- What you need to do -
Go over the records and copy every line with the string "details".

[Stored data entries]
-- Opening Marker --
//! # Guardrail Checker
//!
//! Strict static validation of a refined program before it is trusted:
//! DSL version, declared sorts/predicates against the canonical registry,
//! and strict parses of every rule and of the query. A failing guardrail
//! routes the orchestrator into the fallback branch; it never becomes a
//! user-facing error.

use std::collections::BTreeMap;

use serde::{Deserialize, Serialize};
use serde_json::json;

use crate::dsl::{DslError, ExpressionParser, ParseMode};
use crate::ontology::{Ontology, DSL_VERSION};
use crate::program::{LogicProgram, PredicateDef};

/// One violation detected by the guardrail.
#[derive(Debug, Clone, PartialEq, Serialize, Deserialize)]
pub struct GuardrailIssue {
    pub code: String,
    pub message: String,
    #[serde(default, skip_serializing_if = "Option::is_none")]
    pub details: Option<serde_json::Value>,
}

/// Guardrail outcome; `ok` iff no issues were found.
#[derive(Debug, Clone, PartialEq, Serialize, Deserialize)]
pub struct GuardrailResult {
    pub ok: bool,
    pub issues: Vec<GuardrailIssue>,
}

impl GuardrailResult {
    pub fn passing() -> Self {
        GuardrailResult { ok: true, issues: Vec::new() }
    }
}

fn issue(code: &str, message: String, details: serde_json::Value) -> GuardrailIssue {
    GuardrailIssue {
        code: code.to_string(),
        message,
        details: Some(details),
    }
}

/// Run every static check against `program`.
pub fn run_guardrail(program: &LogicProgram, registry: &Ontology) -> GuardrailResult {
    let mut issues = Vec::new();

    if program.dsl_version != DSL_VERSION {
        issues.push(issue(
            "DSL_VERSION_MISMATCH",
            format!(
                "dsl_version '{}' is not supported. Expected '{}'.",
                program.dsl_version, DSL_VERSION
            ),
            json!({ "actual": program.dsl_version, "expected": DSL_VERSION }),
        ));
    }

    for sort_name in program.sorts.keys() {
        let canonical = registry.resolve_sort(sort_name);
        if !registry.has_sort(&canonical) {
            issues.push(issue(
                "UNKNOWN_SORT_DECLARATION",
                format!("Sort '{sort_name}' is not part of the canonical DSL."),
                json!({ "sort": sort_name }),
            ));
        }
    }

    for (const_name, const_def) in &program.constants {
        let canonical = registry.resolve_sort(&const_def.sort);
        if !registry.has_sort(&canonical) {
            issues.push(issue(
                "UNKNOWN_CONSTANT_SORT",
                format!(
                    "Constant '{const_name}' references unknown sort '{}'.",
                    const_def.sort
                ),
                json!({ "constant": const_name, "sort": const_def.sort }),
            ));
        }
    }

    // Validate declarations against the registry while building the
    // corrected table used for strict parsing below, so one declaration
    // mistake does not cascade into spurious rule issues.
    let mut corrected: BTreeMap<String, PredicateDef> = BTreeMap::new();
    for (pred_name, def) in &program.predicates {
        let canonical = registry.resolve_predicate(pred_name);
        let Some((expected_arity, expected_sorts)) = registry.signature(&canonical) else {
            issues.push(issue(
                "UNKNOWN_PREDICATE_DECLARATION",
                format!("Predicate '{pred_name}' is not part of the canonical DSL."),
                json!({ "predicate": pred_name }),
            ));
            corrected.insert(canonical, def.clone());
            continue;
        };

        if def.arity != expected_arity {
            issues.push(issue(
                "PREDICATE_ARITY_MISMATCH",
                format!(
                    "Predicate '{canonical}' arity mismatch (expected {expected_arity}, got {}).",
                    def.arity
                ),
                json!({
                    "predicate": canonical,
                    "expected": expected_arity,
                    "actual": def.arity,
                }),
            ));
        }

        for sort_name in &def.sorts {
            let canonical_sort = registry.resolve_sort(sort_name);
            if !registry.has_sort(&canonical_sort) {
                issues.push(issue(
                    "PREDICATE_SORT_UNKNOWN",
                    format!("Predicate '{canonical}' references unknown sort '{sort_name}'."),
                    json!({ "predicate": canonical, "sort": sort_name }),
                ));
            }
        }

        corrected.insert(
            canonical,
            PredicateDef { arity: expected_arity, sorts: expected_sorts },
        );
    }

    let parser = ExpressionParser::new(registry, ParseMode::Strict);
    for (idx, rule) in program.rules.iter().enumerate() {
        for (part, text) in [("condition", &rule.condition), ("conclusion", &rule.conclusion)] {
            if let Err(err) = parser.parse(text, &corrected, &program.constants) {
                let code = match err {
                    DslError::UnknownPredicate(_) => "RULE_UNKNOWN_PREDICATE",
                    DslError::ArityMismatch { .. } => "PREDICATE_ARITY_MISMATCH",
                    _ => "RULE_PARSE_ERROR",
                };
                issues.push(issue(
                    code,
                    err.to_string(),
                    json!({ "context": "parse_rules", "rule": idx, "part": part }),
                ));
            }
        }
    }

    if let Some(query) = &program.query {
        if let Err(err) = parser.parse(query, &corrected, &program.constants) {
            issues.push(issue(
                "QUERY_PARSE_ERROR",
                err.to_string(),
                json!({ "context": "parse_query" }),
            ));
        }
    }

    GuardrailResult { ok: issues.is_empty(), issues }
}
-- Closing Marker --
- Task solution -
    pub details: Option<serde_json::Value>,
fn issue(code: &str, message: String, details: serde_json::Value) -> GuardrailIssue {
        details: Some(details),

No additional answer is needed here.